Designing and building semiconductors represents the very best of science and mathematics: physics, geometry, thermal mechanics, Boolean logic, complex mathematical modeling, not to mention a good deal of finger-crossing at tapeout.

While much of what has been accomplished is nothing short of amazing, particularly given the time frame in which some of these advances were made, the hardest work is still ahead. The next step isn’t so much creating new dielectrics or layout techniques—although that work will have to continue for Moore’s Law to survive. It’s taking advantage of what’s already been developed in many places and integrating it together into even more complex devices.

This is easier said than done. Just because technologies can co-exist on separate chips or even within the same package doesn’t mean they can be loaded onto the same piece of silicon without creating significant new problems. Heat, which now comes from both static and active power leakage, is one issue that has to be dealt with. Signal integrity is another. Overall reliability is a third. Flexibility, a more recent phenomenon driven by changing profitability requirements, is a fourth.

It’s this flexibility that is raising the most red flags recently. Profitable designs of the future need to be able to span multiple uses and multiple derivatives in each segment in which they are used—different vertical markets, applications that span multiple markets and in various configurations for the same market. And they have to do this without impacting performance or raising the power budget.

As an industry, we are used to creating chips linearly. We have flows, models and business models to match—a monolithic approach to a multi-dimensional problem. The next step will be to re-invent the method while still keeping the rest of the pieces working properly—a combination of the old and the new, and a set of skills to match. The old stuff won’t certainly go away, but the growing opportunity is in integrating it in new ways.

—Ed Sperling

Concern for power is moving from “nice to have” to “must have” in all designs—not just semiconductors.

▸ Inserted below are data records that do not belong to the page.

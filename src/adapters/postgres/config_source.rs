//! PostgreSQL implementation of ConfigSource.
//!
//! The survey definition lives in a single JSONB row; individual parts are
//! replaced with `jsonb_set` so concurrent edits of different parts do not
//! overwrite each other.

use async_trait::async_trait;
use sqlx::types::Json;
use sqlx::{PgPool, Row};

use crate::domain::survey::{FieldRegistry, PromptTemplate, SurveyDefinition};
use crate::ports::{ConfigSource, StoreError};

#[derive(Clone)]
pub struct PostgresConfigSource {
    pool: PgPool,
}

impl PostgresConfigSource {
    /// Inserts `seed` unless a definition is already stored.
    pub async fn open(pool: PgPool, seed: &SurveyDefinition) -> Result<Self, StoreError> {
        sqlx::query(
            r#"
            INSERT INTO survey_definition (id, definition)
            VALUES (1, $1)
            ON CONFLICT (id) DO NOTHING
            "#,
        )
        .bind(Json(seed))
        .execute(&pool)
        .await
        .map_err(|e| StoreError::DatabaseError(format!("Failed to seed survey definition: {}", e)))?;

        Ok(Self { pool })
    }

    async fn set_part(&self, path: &str, value: serde_json::Value) -> Result<(), StoreError> {
        sqlx::query(
            r#"
            UPDATE survey_definition
            SET definition = jsonb_set(definition, $1::text[], $2, true),
                updated_at = NOW()
            WHERE id = 1
            "#,
        )
        .bind(vec![path.to_string()])
        .bind(Json(value))
        .execute(&self.pool)
        .await
        .map_err(|e| StoreError::DatabaseError(format!("Failed to update {}: {}", path, e)))?;

        Ok(())
    }
}

fn to_json<T: serde::Serialize>(value: &T) -> Result<serde_json::Value, StoreError> {
    serde_json::to_value(value).map_err(|e| StoreError::SerializationFailed(e.to_string()))
}

#[async_trait]
impl ConfigSource for PostgresConfigSource {
    async fn get(&self) -> Result<SurveyDefinition, StoreError> {
        let row = sqlx::query("SELECT definition FROM survey_definition WHERE id = 1")
            .fetch_one(&self.pool)
            .await
            .map_err(|e| StoreError::DatabaseError(format!("Failed to load survey definition: {}", e)))?;

        let Json(definition): Json<SurveyDefinition> = row
            .try_get("definition")
            .map_err(|e| StoreError::DeserializationFailed(e.to_string()))?;
        Ok(definition)
    }

    async fn set_fields(&self, fields: FieldRegistry) -> Result<(), StoreError> {
        self.set_part("fields", to_json(&fields)?).await
    }

    async fn set_prompt(&self, prompt: PromptTemplate) -> Result<(), StoreError> {
        self.set_part("prompt", to_json(&prompt)?).await
    }

    async fn set_tracks(&self, tracks: Vec<String>) -> Result<(), StoreError> {
        self.set_part("tracks", to_json(&tracks)?).await
    }
}
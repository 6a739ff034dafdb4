//! AttachDocumentHandler - Stores an uploaded file and links it to the conversation.

use std::sync::Arc;

use crate::application::conversation_locks::ConversationLocks;
use crate::domain::foundation::{ConversationId, DocumentKey};
use crate::domain::handoff::{AddendumJob, Job};
use crate::domain::survey::{attach_document, InterviewState};
use crate::ports::{
    ConversationStore, DocumentStore, DocumentStoreError, QueueError, StoreError, TaskQueue,
};

#[derive(Debug, Clone)]
pub struct AttachDocumentCommand {
    pub conversation_id: ConversationId,
    pub file_name: String,
    pub content_type: String,
    pub bytes: Vec<u8>,
}

#[derive(Debug, Clone, PartialEq, Eq)]
pub struct AttachResult {
    pub key: DocumentKey,
    /// True when this was the conversation's first attachment.
    pub first: bool,
    pub language: Option<String>,
}

#[derive(Debug, thiserror::Error)]
pub enum AttachError {
    #[error("document store error: {0}")]
    Document(#[from] DocumentStoreError),

    #[error("storage error: {0}")]
    Store(#[from] StoreError),

    #[error("queue error: {0}")]
    Queue(#[from] QueueError),
}

pub struct AttachDocumentHandler {
    documents: Arc<dyn DocumentStore>,
    store: Arc<dyn ConversationStore>,
    queue: Arc<dyn TaskQueue>,
    locks: ConversationLocks,
    start_tokens: i64,
}

impl AttachDocumentHandler {
    pub fn new(
        documents: Arc<dyn DocumentStore>,
        store: Arc<dyn ConversationStore>,
        queue: Arc<dyn TaskQueue>,
        locks: ConversationLocks,
        start_tokens: i64,
    ) -> Self {
        Self {
            documents,
            store,
            queue,
            locks,
            start_tokens,
        }
    }

    pub async fn handle(&self, cmd: AttachDocumentCommand) -> Result<AttachResult, AttachError> {
        let id = cmd.conversation_id;
        let key = self
            .documents
            .save(&cmd.file_name, cmd.bytes, &cmd.content_type)
            .await?;

        let _guard = self.locks.acquire(&id).await;
        let mut state = self
            .store
            .get(&id)
            .await?
            .unwrap_or_else(|| InterviewState::new(self.start_tokens));

        let first = attach_document(&mut state, key.clone());
        if first {
            let job = AddendumJob {
                conversation_id: id.clone(),
                display_name: state.display_name.clone(),
                track: state.track.clone(),
                attachment: key.clone(),
            };
            let job_id = self.queue.enqueue(Job::DeliverAddendum(job)).await?;
            tracing::info!(conversation_id = %id, job_id = %job_id, "addendum enqueued");
        }

        self.store.put(&id, &state).await?;
        tracing::info!(conversation_id = %id, key = %key, first, "document attached");
        Ok(AttachResult {
            key,
            first,
            language: state.language,
        })
    }
}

What’s interesting is that, at least from a utility standpoint, not all designs require it.

Over the next decade, almost everything in our world will be re-engineered with an emphasis on lowering the power requirements. Low-power sells, even if consumers can’t recoup the benefits for years. The entire solar industry is a case in point. For homeowners in particular, insulation has a much quicker return on investment. Nevertheless, solar installations are booming.

The same goes for household devices that normally are plugged into the wall. The amount of current these devices draw normally doesn’t even register with consumers, most of whom never turn off their televisions or computers at night because standby power is considered good enough. But they’re willing to plunk down money on devices that can communicate with each other wirelessly to turn down the heat or turn off lights remotely.

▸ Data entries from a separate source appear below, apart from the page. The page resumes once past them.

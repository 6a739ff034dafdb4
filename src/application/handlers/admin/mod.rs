//! Administrative handlers.

mod manage_survey;

pub use manage_survey::{AdminError, AdminHandler};
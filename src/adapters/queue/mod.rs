//! Task queue adapters.
//!
//! - `TokioTaskQueue` - Bounded channel plus worker with retry policies
//! - `InMemoryTaskQueue` - Records jobs for inspection in tests

mod in_memory_task_queue;
mod tokio_task_queue;

pub use in_memory_task_queue::InMemoryTaskQueue;
pub use tokio_task_queue::{TaskWorker, TokioTaskQueue};
//! Background job handlers and scheduling.

mod deliver_record;
mod dispatcher;
mod generate_document;
mod refresh_tracks;
mod schedule;

pub use deliver_record::DeliverRecordHandler;
pub use dispatcher::JobDispatcher;
pub use generate_document::GenerateDocumentHandler;
pub use refresh_tracks::RefreshTracksHandler;
pub use schedule::spawn_track_refresh;
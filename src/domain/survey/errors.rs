//! Survey domain errors.

use thiserror::Error;

#[derive(Debug, Clone, PartialEq, Eq, Error)]
pub enum SurveyError {
    /// The model kept issuing directives without a text answer.
    #[error("no answer after {rounds} directive rounds")]
    LoopExceeded { rounds: u32 },

    /// The model returned neither text nor directives.
    #[error("model returned an empty answer")]
    EmptyAnswer,

    /// Directive addressed a field outside the registry.
    #[error("field index {index} out of range (registry has {len} fields)")]
    InvalidFieldIndex { index: i64, len: usize },
}

impl SurveyError {
    pub fn loop_exceeded(rounds: u32) -> Self {
        Self::LoopExceeded { rounds }
    }
}

#[cfg(test)]
mod tests {
    use super::*;

    #[test]
    fn errors_display() {
        assert_eq!(
            SurveyError::loop_exceeded(3).to_string(),
            "no answer after 3 directive rounds"
        );
        assert_eq!(
            SurveyError::InvalidFieldIndex { index: -1, len: 2 }.to_string(),
            "field index -1 out of range (registry has 2 fields)"
        );
    }
}
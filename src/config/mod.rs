//! Application configuration module
//!
//! Type-safe configuration loaded from environment variables using the
//! `config` and `dotenvy` crates. Variables carry the `SURVEY` prefix and
//! nested values are separated by double underscores.
//!
//! # Example
//!
//! ```no_run
//! use survey_engine::config::AppConfig;
//!
//! let config = AppConfig::load().expect("Failed to load configuration");
//! config.validate().expect("Invalid configuration");
//! ```

mod ai;
mod crm;
mod database;
mod error;
mod queue;
mod server;
mod storage;
mod survey;

pub use ai::AiConfig;
pub use crm::{CrmConfig, NotifierConfig};
pub use database::DatabaseConfig;
pub use error::{ConfigError, ValidationError};
pub use queue::QueueConfig;
pub use server::{Environment, ServerConfig};
pub use storage::StorageConfig;
pub use survey::SurveyConfig;

use serde::Deserialize;

/// Root application configuration
#[derive(Debug, Clone, Deserialize)]
pub struct AppConfig {
    /// Server configuration (host, port, logging)
    #[serde(default)]
    pub server: ServerConfig,

    /// PostgreSQL persistence; file storage is used when absent
    #[serde(default)]
    pub database: Option<DatabaseConfig>,

    /// Model backend configuration
    #[serde(default)]
    pub ai: AiConfig,

    /// Survey defaults and engine bounds
    #[serde(default)]
    pub survey: SurveyConfig,

    /// Local file storage
    #[serde(default)]
    pub storage: StorageConfig,

    /// CRM and track catalog
    #[serde(default)]
    pub crm: CrmConfig,

    /// Chat notifier for generated documents
    #[serde(default)]
    pub notifier: NotifierConfig,

    /// Background job retry policy
    #[serde(default)]
    pub queue: QueueConfig,
}

impl AppConfig {
    /// Load configuration from environment variables
    ///
    /// - `SURVEY__SERVER__PORT=8080` -> `server.port = 8080`
    /// - `SURVEY__AI__OPENAI_API_KEY=...` -> `ai.openai_api_key = ...`
    ///
    /// A `.env` file is read first when present.
    pub fn load() -> Result<Self, ConfigError> {
        dotenvy::dotenv().ok();

        let config = config::Config::builder()
            .add_source(
                config::Environment::default()
                    .prefix("SURVEY")
                    .separator("__"),
            )
            .build()?
            .try_deserialize()?;

        Ok(config)
    }

    /// Validate all configuration values
    pub fn validate(&self) -> Result<(), ValidationError> {
        self.server.validate()?;
        if let Some(database) = &self.database {
            database.validate()?;
        }
        self.ai.validate()?;
        self.survey.validate()?;
        self.storage.validate()?;
        self.crm.validate()?;
        self.notifier.validate()?;
        self.queue.validate()?;
        Ok(())
    }

    /// Check if running in production environment
    pub fn is_production(&self) -> bool {
        self.server.is_production()
    }
}
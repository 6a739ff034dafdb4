//! Strongly-typed identifier value objects.

use serde::{Deserialize, Serialize};
use std::fmt;
use std::str::FromStr;
use uuid::Uuid;

use super::ValidationError;

/// Stable identifier of one interview conversation.
///
/// Chosen by the transport (e.g. a chat id), so it is an opaque non-empty
/// string rather than a generated UUID.
#[derive(Debug, Clone, PartialEq, Eq, PartialOrd, Ord, Hash, Serialize, Deserialize)]
#[serde(transparent)]
pub struct ConversationId(String);

impl ConversationId {
    /// Creates a new ConversationId, returning error if empty.
    pub fn new(id: impl Into<String>) -> Result<Self, ValidationError> {
        let id = id.into();
        if id.trim().is_empty() {
            return Err(ValidationError::empty_field("conversation_id"));
        }
        if id.contains(['/', '\\']) || id == "." || id == ".." {
            return Err(ValidationError::invalid_format(
                "conversation_id",
                "must not contain path separators",
            ));
        }
        Ok(Self(id))
    }

    /// Returns the inner string slice.
    pub fn as_str(&self) -> &str {
        &self.0
    }
}

impl fmt::Display for ConversationId {
    fn fmt(&self, f: &mut fmt::Formatter<'_>) -> fmt::Result {
        write!(f, "{}", self.0)
    }
}

impl FromStr for ConversationId {
    type Err = ValidationError;

    fn from_str(s: &str) -> Result<Self, Self::Err> {
        Self::new(s)
    }
}

/// Opaque key of a stored document, formatted `<uuid>_<file name>`.
#[derive(Debug, Clone, PartialEq, Eq, Hash, Serialize, Deserialize)]
#[serde(transparent)]
pub struct DocumentKey(String);

impl DocumentKey {
    /// Generates a fresh key for a file name.
    ///
    /// Path separators in the name are replaced so the key is always a
    /// single path component.
    pub fn generate(file_name: &str) -> Self {
        let safe: String = file_name
            .chars()
            .map(|c| if matches!(c, '/' | '\\') { '_' } else { c })
            .collect();
        Self(format!("{}_{}", Uuid::new_v4(), safe))
    }

    /// Wraps an existing key, e.g. one read back from storage.
    pub fn from_string(key: impl Into<String>) -> Result<Self, ValidationError> {
        let key = key.into();
        if key.is_empty() {
            return Err(ValidationError::empty_field("document_key"));
        }
        if key.contains(['/', '\\']) || key.starts_with('.') {
            return Err(ValidationError::invalid_format(
                "document_key",
                "must be a single path component",
            ));
        }
        Ok(Self(key))
    }

    /// Returns the inner string slice.
    pub fn as_str(&self) -> &str {
        &self.0
    }

    /// The original file name part of the key.
    pub fn file_name(&self) -> &str {
        self.0.split_once('_').map(|(_, name)| name).unwrap_or(&self.0)
    }
}

impl fmt::Display for DocumentKey {
    fn fmt(&self, f: &mut fmt::Formatter<'_>) -> fmt::Result {
        write!(f, "{}", self.0)
    }
}

/// Unique identifier for a background job.
#[derive(Debug, Clone, Copy, PartialEq, Eq, Hash, Serialize, Deserialize)]
#[serde(transparent)]
pub struct JobId(Uuid);

impl JobId {
    /// Creates a new random JobId.
    pub fn new() -> Self {
        Self(Uuid::new_v4())
    }

    /// Returns the inner UUID.
    pub fn as_uuid(&self) -> &Uuid {
        &self.0
    }
}

impl Default for JobId {
    fn default() -> Self {
        Self::new()
    }
}

impl fmt::Display for JobId {
    fn fmt(&self, f: &mut fmt::Formatter<'_>) -> fmt::Result {
        write!(f, "{}", self.0)
    }
}

#[cfg(test)]
mod tests {
    use super::*;

    #[test]
    fn conversation_id_accepts_chat_ids() {
        let id = ConversationId::new("123456789").unwrap();
        assert_eq!(id.as_str(), "123456789");
        assert_eq!(id.to_string(), "123456789");
    }

    #[test]
    fn conversation_id_rejects_empty_string() {
        match ConversationId::new("  ") {
            Err(ValidationError::EmptyField { field }) => assert_eq!(field, "conversation_id"),
            other => panic!("Expected EmptyField error, got {:?}", other),
        }
    }

    #[test]
    fn conversation_id_rejects_path_traversal() {
        assert!(ConversationId::new("../etc").is_err());
        assert!(ConversationId::new("..").is_err());
        assert!("a\\b".parse::<ConversationId>().is_err());
    }

    #[test]
    fn conversation_id_serializes_transparently() {
        let id = ConversationId::new("chat-1").unwrap();
        assert_eq!(serde_json::to_string(&id).unwrap(), "\"chat-1\"");
    }

    #[test]
    fn document_key_keeps_file_name() {
        let key = DocumentKey::generate("resume.pdf");
        assert!(key.as_str().ends_with("_resume.pdf"));
        assert_eq!(key.file_name(), "resume.pdf");
        assert_ne!(key, DocumentKey::generate("resume.pdf"));
    }

    #[test]
    fn document_key_sanitizes_separators() {
        let key = DocumentKey::generate("../../secret.txt");
        assert!(!key.as_str().contains('/'));
        assert!(DocumentKey::from_string(key.as_str()).is_ok());
    }

    #[test]
    fn document_key_rejects_paths() {
        assert!(DocumentKey::from_string("").is_err());
        assert!(DocumentKey::from_string("a/b").is_err());
        assert!(DocumentKey::from_string("..hidden").is_err());
    }

    #[test]
    fn job_ids_are_unique() {
        assert_ne!(JobId::new(), JobId::new());
    }
}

All of this is good for the environment, of course. It ultimately has an effect on energy bills, and may sidestep the need for building new power plants. It may even ultimately reduce the amount of oil being consumed in some regions, although that is likely to be offset by consumption in developing economies such as India and China. But perhaps even more, it represents a new mindset that emphasizes saving power at every turn.

Chips that can add an extra hour or two of battery life to devices will give way to chips that can add an extra hour or two of life to power-intensive applications. And applications that can intelligently use power will win over those that suck it down like power was still a penny a kilowatt/hour. (The price ranges between 5 cents and 29 cents in the United States, according to the U.S. Department of Energy.)

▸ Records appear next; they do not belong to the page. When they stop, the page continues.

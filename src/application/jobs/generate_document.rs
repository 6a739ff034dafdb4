//! GenerateDocumentHandler - Builds the HTML summary and sends it to the user.

use std::sync::Arc;

use crate::domain::handoff::{
    document_prompt, document_tool, parse_document_arguments, GenerateDocumentJob,
    DOCUMENT_FILE_NAME, DOCUMENT_TOOL,
};
use crate::domain::survey::{text, HistoryEntry, TextKey, DEFAULT_LANGUAGE};
use crate::ports::{
    ChatNotifier, DocumentStore, JobError, ModelBackend, ModelError, ModelRequest,
};

const HTML_CONTENT_TYPE: &str = "text/html";

pub struct GenerateDocumentHandler {
    backend: Arc<dyn ModelBackend>,
    documents: Arc<dyn DocumentStore>,
    notifier: Arc<dyn ChatNotifier>,
}

impl GenerateDocumentHandler {
    pub fn new(
        backend: Arc<dyn ModelBackend>,
        documents: Arc<dyn DocumentStore>,
        notifier: Arc<dyn ChatNotifier>,
    ) -> Self {
        Self {
            backend,
            documents,
            notifier,
        }
    }

    pub async fn handle(&self, job: &GenerateDocumentJob) -> Result<(), JobError> {
        let language = job.language.as_deref().unwrap_or(DEFAULT_LANGUAGE);
        let request = ModelRequest::new(vec![HistoryEntry::system(document_prompt(&job.data, language))])
            .with_tool(document_tool())
            .require_tool();
        let reply = self.backend.complete(request).await?;

        let call = reply
            .find_call(DOCUMENT_TOOL)
            .ok_or_else(|| JobError::invalid("model did not call save_document"))?;
        let html = parse_document_arguments(&call.arguments)
            .map_err(|e| ModelError::parse(format!("save_document arguments: {}", e)))?;

        let key = self
            .documents
            .save(DOCUMENT_FILE_NAME, html.into_bytes(), HTML_CONTENT_TYPE)
            .await?;
        let document = self
            .documents
            .get(&key)
            .await?
            .ok_or_else(|| JobError::invalid(format!("document {} vanished after save", key)))?;

        let caption = text(TextKey::DocumentCaption, job.language.as_deref());
        self.notifier
            .send_document(&job.conversation_id, &document, caption)
            .await?;

        tracing::info!(conversation_id = %job.conversation_id, key = %key, "summary document sent");
        Ok(())
    }
}

#[cfg(test)]
mod tests {
    use super::*;
    use crate::adapters::ai::MockModelBackend;
    use crate::adapters::document::InMemoryDocumentStore;
    use crate::adapters::notifier::InMemoryNotifier;
    use crate::domain::foundation::ConversationId;
    use serde_json::json;
    use std::collections::BTreeMap;

    fn job(language: Option<&str>) -> GenerateDocumentJob {
        GenerateDocumentJob {
            conversation_id: ConversationId::new("3").unwrap(),
            data: BTreeMap::from([("name".to_string(), "Ana".to_string())]),
            language: language.map(str::to_string),
        }
    }

    fn fixture(
        backend: MockModelBackend,
    ) -> (GenerateDocumentHandler, InMemoryDocumentStore, InMemoryNotifier) {
        let documents = InMemoryDocumentStore::new();
        let notifier = InMemoryNotifier::new();
        let handler = GenerateDocumentHandler::new(
            Arc::new(backend),
            Arc::new(documents.clone()),
            Arc::new(notifier.clone()),
        );
        (handler, documents, notifier)
    }

    #[tokio::test]
    async fn saves_and_sends_localized_summary() {
        let backend = MockModelBackend::new().with_tool_call(
            DOCUMENT_TOOL,
            json!({"html": "<h1>Ana</h1>"}),
            30,
        );
        let (handler, documents, notifier) = fixture(backend.clone());

        handler.handle(&job(Some("ru"))).await.unwrap();

        let sent = notifier.sent().await;
        assert_eq!(sent.len(), 1);
        assert_eq!(sent[0].caption, text(TextKey::DocumentCaption, Some("ru")));
        let stored = documents.get(&sent[0].key).await.unwrap().unwrap();
        assert_eq!(stored.bytes, b"<h1>Ana</h1>".to_vec());
        assert_eq!(stored.content_type, "text/html");
        assert!(backend.get_calls()[0].messages[0]
            .content
            .as_deref()
            .unwrap()
            .contains("'ru'"));
    }

    #[tokio::test]
    async fn malformed_arguments_fail_without_sending() {
        let backend = MockModelBackend::new().with_tool_call(DOCUMENT_TOOL, json!({"body": 1}), 5);
        let (handler, documents, notifier) = fixture(backend);

        let result = handler.handle(&job(None)).await;

        assert!(matches!(result, Err(JobError::Model(ModelError::Parse(_)))));
        assert_eq!(documents.document_count().await, 0);
        assert!(notifier.sent().await.is_empty());
    }
}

All of this is very good news for semiconductor companies. There is huge upside in lowering the power. But it also means that chip design will only get more complicated, with verification and software development turning into incredibly challenging opportunities. Getting to tapeout first is still a huge opportunity, but getting to tapeout with a much lower power envelope may be equally important over the long run—and possibly even more lucrative.

—Ed Sperling

The problems now coming to light in Toyota’s Prius line are a grim reminder of just how far things can go wrong in low-power engineering.

For years, the Prius has been a shining example of how to reduce power consumption in an highly integrated array of complex systems, each geared for maximum performance while also reducing power consumption. But developing a low-power system is challenging enough. When you connect multiple systems together, each with a focus on low power, it becomes even more challenging.

So far, validation of concept and verification of an end product has been confined to individual blocks. When software is added in, the problem moves from block to subsystem. And when networking and power management of multiple systems is included, it becomes an exponentially larger challenge with an enormous number of hidden corner cases based upon state, unexpected interactions, breakdowns caused by harsh conditions—potholes or excessive heat, for example—and potential shutdowns.

All of this is tolerable in a consumer device like a smart phone. Users can live with dropped calls or a glitch in a handheld game. They simply call back or reboot. It’s not as important to solve the verification problems in these devices because no one’s life depends on them.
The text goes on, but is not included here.